╭──

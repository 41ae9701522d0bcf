//! Alias definitions

use serde::{Deserialize, Serialize};

/// Alias pointing at an index
#[derive(Debug, Clone, PartialEq, Eq, Serialize, Deserialize)]
pub struct AliasMetadata {
    /// Alias name
    pub alias: String,
    /// Filter query source (JSON)
    #[serde(default, skip_serializing_if = "Option::is_none")]
    pub filter: Option<String>,
    /// Routing used when indexing through the alias
    #[serde(default, skip_serializing_if = "Option::is_none")]
    pub index_routing: Option<String>,
    /// Routing used when searching through the alias
    #[serde(default, skip_serializing_if = "Option::is_none")]
    pub search_routing: Option<String>,
    /// Whether this index is the write index of the alias
    #[serde(default, skip_serializing_if = "Option::is_none")]
    pub write_index: Option<bool>,
}

impl AliasMetadata {
    pub fn new(alias: impl Into<String>) -> Self {
        Self {
            alias: alias.into(),
            filter: None,
            index_routing: None,
            search_routing: None,
            write_index: None,
        }
    }

    pub fn with_filter(mut self, filter: impl Into<String>) -> Self {
        self.filter = Some(filter.into());
        self
    }

    /// Set both index and search routing
    pub fn with_routing(mut self, routing: impl Into<String>) -> Self {
        let routing = routing.into();
        self.index_routing = Some(routing.clone());
        self.search_routing = Some(routing);
        self
    }

    pub fn with_index_routing(mut self, routing: impl Into<String>) -> Self {
        self.index_routing = Some(routing.into());
        self
    }

    pub fn with_search_routing(mut self, routing: impl Into<String>) -> Self {
        self.search_routing = Some(routing.into());
        self
    }

    pub fn with_write_index(mut self, write_index: bool) -> Self {
        self.write_index = Some(write_index);
        self
    }

    /// Copy of this alias under a different name
    pub fn renamed(&self, alias: impl Into<String>) -> Self {
        Self {
            alias: alias.into(),
            ..self.clone()
        }
    }

    /// Whether a non-empty filter is attached
    pub fn has_filter(&self) -> bool {
        self.filter.as_deref().is_some_and(|f| !f.trim().is_empty())
    }
}
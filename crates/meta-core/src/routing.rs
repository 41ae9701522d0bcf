//! Routing table definitions
//!
//! Maps every index to its shards and every shard to the nodes holding its
//! copies. Placement itself is decided by the allocation service; the control
//! plane only adds new indices with unassigned copies.

use serde::{Deserialize, Serialize};
use std::collections::BTreeMap;

use crate::{IndexMetadata, NodeId};

/// Shard copy state
#[derive(Debug, Clone, Copy, PartialEq, Eq, Serialize, Deserialize)]
#[serde(rename_all = "snake_case")]
pub enum ShardRoutingState {
    /// Not assigned to any node
    Unassigned,
    /// Assigned, recovering
    Initializing,
    /// Assigned and serving
    Started,
    /// Serving while moving to another node
    Relocating,
}

impl std::fmt::Display for ShardRoutingState {
    fn fmt(&self, f: &mut std::fmt::Formatter<'_>) -> std::fmt::Result {
        match self {
            ShardRoutingState::Unassigned => write!(f, "unassigned"),
            ShardRoutingState::Initializing => write!(f, "initializing"),
            ShardRoutingState::Started => write!(f, "started"),
            ShardRoutingState::Relocating => write!(f, "relocating"),
        }
    }
}

/// One copy of a shard
#[derive(Debug, Clone, PartialEq, Eq, Serialize, Deserialize)]
pub struct ShardRouting {
    pub index: String,
    pub shard_id: u32,
    pub primary: bool,
    #[serde(default, skip_serializing_if = "Option::is_none")]
    pub node_id: Option<NodeId>,
    pub state: ShardRoutingState,
}

impl ShardRouting {
    pub fn unassigned(index: impl Into<String>, shard_id: u32, primary: bool) -> Self {
        Self {
            index: index.into(),
            shard_id,
            primary,
            node_id: None,
            state: ShardRoutingState::Unassigned,
        }
    }

    pub fn started(
        index: impl Into<String>,
        shard_id: u32,
        primary: bool,
        node_id: impl Into<NodeId>,
    ) -> Self {
        Self {
            index: index.into(),
            shard_id,
            primary,
            node_id: Some(node_id.into()),
            state: ShardRoutingState::Started,
        }
    }

    /// Whether the copy can serve requests
    pub fn is_active(&self) -> bool {
        matches!(
            self.state,
            ShardRoutingState::Started | ShardRoutingState::Relocating
        )
    }
}

/// Routing of one index
#[derive(Debug, Clone, PartialEq, Eq, Serialize, Deserialize)]
pub struct IndexRoutingTable {
    pub index: String,
    /// shard_id -> copies (primary first)
    pub shards: BTreeMap<u32, Vec<ShardRouting>>,
}

impl IndexRoutingTable {
    pub fn new(index: impl Into<String>) -> Self {
        Self {
            index: index.into(),
            shards: BTreeMap::new(),
        }
    }

    /// Routing for a freshly created index: every copy unassigned
    pub fn new_unassigned(imd: &IndexMetadata) -> Self {
        let mut table = Self::new(imd.name());
        for shard_id in 0..imd.number_of_shards() {
            let mut copies = Vec::with_capacity(1 + imd.number_of_replicas() as usize);
            copies.push(ShardRouting::unassigned(imd.name(), shard_id, true));
            for _ in 0..imd.number_of_replicas() {
                copies.push(ShardRouting::unassigned(imd.name(), shard_id, false));
            }
            table.shards.insert(shard_id, copies);
        }
        table
    }

    /// Add a shard copy
    pub fn with_copy(mut self, copy: ShardRouting) -> Self {
        self.shards.entry(copy.shard_id).or_default().push(copy);
        self
    }

    pub fn all_copies(&self) -> impl Iterator<Item = &ShardRouting> {
        self.shards.values().flatten()
    }

    pub fn copies_with_state(&self, state: ShardRoutingState) -> Vec<&ShardRouting> {
        self.all_copies().filter(|c| c.state == state).collect()
    }

    pub fn copy_count(&self) -> usize {
        self.all_copies().count()
    }

    /// Number of active copies of one shard
    pub fn active_copies(&self, shard_id: u32) -> usize {
        self.shards
            .get(&shard_id)
            .map(|copies| copies.iter().filter(|c| c.is_active()).count())
            .unwrap_or(0)
    }
}

/// Routing table
#[derive(Debug, Clone, Default, PartialEq, Eq, Serialize, Deserialize)]
pub struct RoutingTable {
    version: u64,
    indices: BTreeMap<String, IndexRoutingTable>,
}

impl RoutingTable {
    pub fn new() -> Self {
        Self::default()
    }

    pub fn to_builder(&self) -> RoutingTableBuilder {
        RoutingTableBuilder {
            version: self.version,
            indices: self.indices.clone(),
        }
    }

    /// Routing table version number (incremented on each change)
    pub fn version(&self) -> u64 {
        self.version
    }

    pub fn has_index(&self, index: &str) -> bool {
        self.indices.contains_key(index)
    }

    pub fn index(&self, index: &str) -> Option<&IndexRoutingTable> {
        self.indices.get(index)
    }

    pub fn indices(&self) -> &BTreeMap<String, IndexRoutingTable> {
        &self.indices
    }
}

/// Routing table builder
#[derive(Debug, Clone)]
pub struct RoutingTableBuilder {
    version: u64,
    indices: BTreeMap<String, IndexRoutingTable>,
}

impl RoutingTableBuilder {
    /// Add routing for a newly created index
    pub fn add_as_new(mut self, imd: &IndexMetadata) -> Self {
        self.indices
            .insert(imd.name().to_string(), IndexRoutingTable::new_unassigned(imd));
        self
    }

    /// Add or replace the routing of an index
    pub fn add(mut self, table: IndexRoutingTable) -> Self {
        self.indices.insert(table.index.clone(), table);
        self
    }

    pub fn build(self) -> RoutingTable {
        RoutingTable {
            version: self.version + 1,
            indices: self.indices,
        }
    }
}
//! Configuration module for the metadata pilot
//!
//! Supports YAML configuration files with module-based organization

use serde::{Deserialize, Serialize};
use std::path::PathBuf;

/// Main configuration structure
#[derive(Debug, Clone, Default, Serialize, Deserialize)]
pub struct PilotConfig {
    /// Cluster configuration
    #[serde(default)]
    pub cluster: ClusterConfig,
    /// Index creation defaults
    #[serde(default)]
    pub index: IndexDefaultsConfig,
    /// Admission control
    #[serde(default)]
    pub admission: AdmissionConfig,
    /// Index naming policy
    #[serde(default)]
    pub naming: NamingConfig,
    /// Logging configuration
    #[serde(default)]
    pub log: LogConfig,
}

impl PilotConfig {
    /// Load configuration from YAML file
    pub fn from_file(path: impl AsRef<std::path::Path>) -> Result<Self, ConfigError> {
        let content =
            std::fs::read_to_string(path).map_err(|e| ConfigError::IoError(e.to_string()))?;
        Self::from_yaml(&content)
    }

    /// Load configuration from YAML string
    pub fn from_yaml(yaml: &str) -> Result<Self, ConfigError> {
        serde_yaml::from_str(yaml).map_err(|e| ConfigError::ParseError(e.to_string()))
    }

    /// Save configuration to YAML file
    pub fn to_file(&self, path: impl AsRef<std::path::Path>) -> Result<(), ConfigError> {
        let yaml =
            serde_yaml::to_string(self).map_err(|e| ConfigError::SerializeError(e.to_string()))?;
        std::fs::write(path, yaml).map_err(|e| ConfigError::IoError(e.to_string()))?;
        Ok(())
    }

    /// Merge with another config (other takes precedence)
    pub fn merge(&mut self, other: PilotConfig) {
        self.cluster.merge(other.cluster);
        self.index.merge(other.index);
        self.admission.merge(other.admission);
        self.naming.merge(other.naming);
        self.log.merge(other.log);
    }
}

/// Cluster configuration
#[derive(Debug, Clone, Serialize, Deserialize)]
pub struct ClusterConfig {
    /// Cluster name
    #[serde(default = "default_cluster_name")]
    pub name: String,
    /// Directory holding the persisted cluster state
    #[serde(default = "default_data_dir")]
    pub data_dir: PathBuf,
    /// Default timeout when waiting for active shards, in seconds
    #[serde(default = "default_ack_timeout_secs")]
    pub ack_timeout_secs: u64,
}

impl Default for ClusterConfig {
    fn default() -> Self {
        Self {
            name: default_cluster_name(),
            data_dir: default_data_dir(),
            ack_timeout_secs: default_ack_timeout_secs(),
        }
    }
}

impl ClusterConfig {
    fn merge(&mut self, other: Self) {
        if !other.name.is_empty() {
            self.name = other.name;
        }
        if !other.data_dir.as_os_str().is_empty() {
            self.data_dir = other.data_dir;
        }
        if other.ack_timeout_secs > 0 {
            self.ack_timeout_secs = other.ack_timeout_secs;
        }
    }

    /// Get ack timeout as Duration
    pub fn ack_timeout(&self) -> std::time::Duration {
        std::time::Duration::from_secs(self.ack_timeout_secs)
    }
}

/// Process-wide index defaults, applied below templates and request settings
#[derive(Debug, Clone, Serialize, Deserialize)]
pub struct IndexDefaultsConfig {
    #[serde(default = "default_number_of_shards")]
    pub default_number_of_shards: u32,
    #[serde(default = "default_number_of_replicas")]
    pub default_number_of_replicas: u32,
    #[serde(default)]
    pub default_auto_expand_replicas: Option<String>,
}

impl Default for IndexDefaultsConfig {
    fn default() -> Self {
        Self {
            default_number_of_shards: default_number_of_shards(),
            default_number_of_replicas: default_number_of_replicas(),
            default_auto_expand_replicas: None,
        }
    }
}

impl IndexDefaultsConfig {
    fn merge(&mut self, other: Self) {
        if other.default_number_of_shards > 0 {
            self.default_number_of_shards = other.default_number_of_shards;
        }
        if other.default_number_of_replicas != default_number_of_replicas() {
            self.default_number_of_replicas = other.default_number_of_replicas;
        }
        if other.default_auto_expand_replicas.is_some() {
            self.default_auto_expand_replicas = other.default_auto_expand_replicas;
        }
    }
}

/// What happens when an index would exceed the cluster shard limit
#[derive(Debug, Clone, Copy, Default, PartialEq, Eq, Serialize, Deserialize)]
#[serde(rename_all = "lowercase")]
pub enum ShardLimitMode {
    /// Emit a deprecation advisory and admit the index
    Deprecation,
    /// Reject the index
    #[default]
    Enforce,
}

/// Admission control configuration
#[derive(Debug, Clone, Serialize, Deserialize)]
pub struct AdmissionConfig {
    /// Open shard copies allowed per data node
    #[serde(default = "default_max_shards_per_node")]
    pub max_shards_per_node: u32,
    #[serde(default)]
    pub shard_limit_mode: ShardLimitMode,
    /// Upper bound of `index.number_of_shards`
    #[serde(default = "default_max_number_of_shards")]
    pub max_number_of_shards: u32,
    /// Upper bound of `index.number_of_replicas`
    #[serde(default = "default_max_number_of_replicas")]
    pub max_number_of_replicas: u32,
    /// Reject private index settings supplied by callers
    #[serde(default = "default_true")]
    pub forbid_private_index_settings: bool,
    /// Root directory under which custom index data paths must live
    #[serde(default)]
    pub shared_data_path: Option<PathBuf>,
}

impl Default for AdmissionConfig {
    fn default() -> Self {
        Self {
            max_shards_per_node: default_max_shards_per_node(),
            shard_limit_mode: ShardLimitMode::default(),
            max_number_of_shards: default_max_number_of_shards(),
            max_number_of_replicas: default_max_number_of_replicas(),
            forbid_private_index_settings: true,
            shared_data_path: None,
        }
    }
}

impl AdmissionConfig {
    fn merge(&mut self, other: Self) {
        if other.max_shards_per_node > 0 {
            self.max_shards_per_node = other.max_shards_per_node;
        }
        if other.shard_limit_mode != ShardLimitMode::default() {
            self.shard_limit_mode = other.shard_limit_mode;
        }
        if other.max_number_of_shards != default_max_number_of_shards() && other.max_number_of_shards > 0 {
            self.max_number_of_shards = other.max_number_of_shards;
        }
        if other.max_number_of_replicas != default_max_number_of_replicas() {
            self.max_number_of_replicas = other.max_number_of_replicas;
        }
        if !other.forbid_private_index_settings {
            self.forbid_private_index_settings = false;
        }
        if other.shared_data_path.is_some() {
            self.shared_data_path = other.shared_data_path;
        }
    }
}

/// Handling of `:` in index names
#[derive(Debug, Clone, Copy, Default, PartialEq, Eq, Serialize, Deserialize)]
#[serde(rename_all = "lowercase")]
pub enum ColonMode {
    /// Accept the name and emit a deprecation advisory
    #[default]
    Deprecation,
    /// Reject the name
    Reject,
}

/// Index naming configuration
#[derive(Debug, Clone, Default, Serialize, Deserialize)]
pub struct NamingConfig {
    #[serde(default)]
    pub colon_mode: ColonMode,
}

impl NamingConfig {
    fn merge(&mut self, other: Self) {
        if other.colon_mode != ColonMode::default() {
            self.colon_mode = other.colon_mode;
        }
    }
}

/// Logging configuration
#[derive(Debug, Clone, Serialize, Deserialize)]
pub struct LogConfig {
    /// Log level (trace, debug, info, warn, error)
    #[serde(default = "default_log_level")]
    pub level: String,
}

impl Default for LogConfig {
    fn default() -> Self {
        Self {
            level: default_log_level(),
        }
    }
}

impl LogConfig {
    fn merge(&mut self, other: Self) {
        if !other.level.is_empty() {
            self.level = other.level;
        }
    }
}

// Default value functions

fn default_cluster_name() -> String {
    "default".to_string()
}

fn default_data_dir() -> PathBuf {
    PathBuf::from("./pilot_data")
}

fn default_ack_timeout_secs() -> u64 {
    30
}

fn default_number_of_shards() -> u32 {
    5
}

fn default_number_of_replicas() -> u32 {
    1
}

fn default_max_shards_per_node() -> u32 {
    1000
}

fn default_max_number_of_shards() -> u32 {
    1024
}

fn default_max_number_of_replicas() -> u32 {
    1024
}

fn default_true() -> bool {
    true
}

fn default_log_level() -> String {
    "info".to_string()
}

/// Configuration error
#[derive(Debug, thiserror::Error)]
pub enum ConfigError {
    #[error("IO error: {0}")]
    IoError(String),
    #[error("Parse error: {0}")]
    ParseError(String),
    #[error("Serialize error: {0}")]
    SerializeError(String),
}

╰──

Requirement | Only lines that include "Duration" are counted here. Give their number for the records above and add nothing.

Solution to this task | 3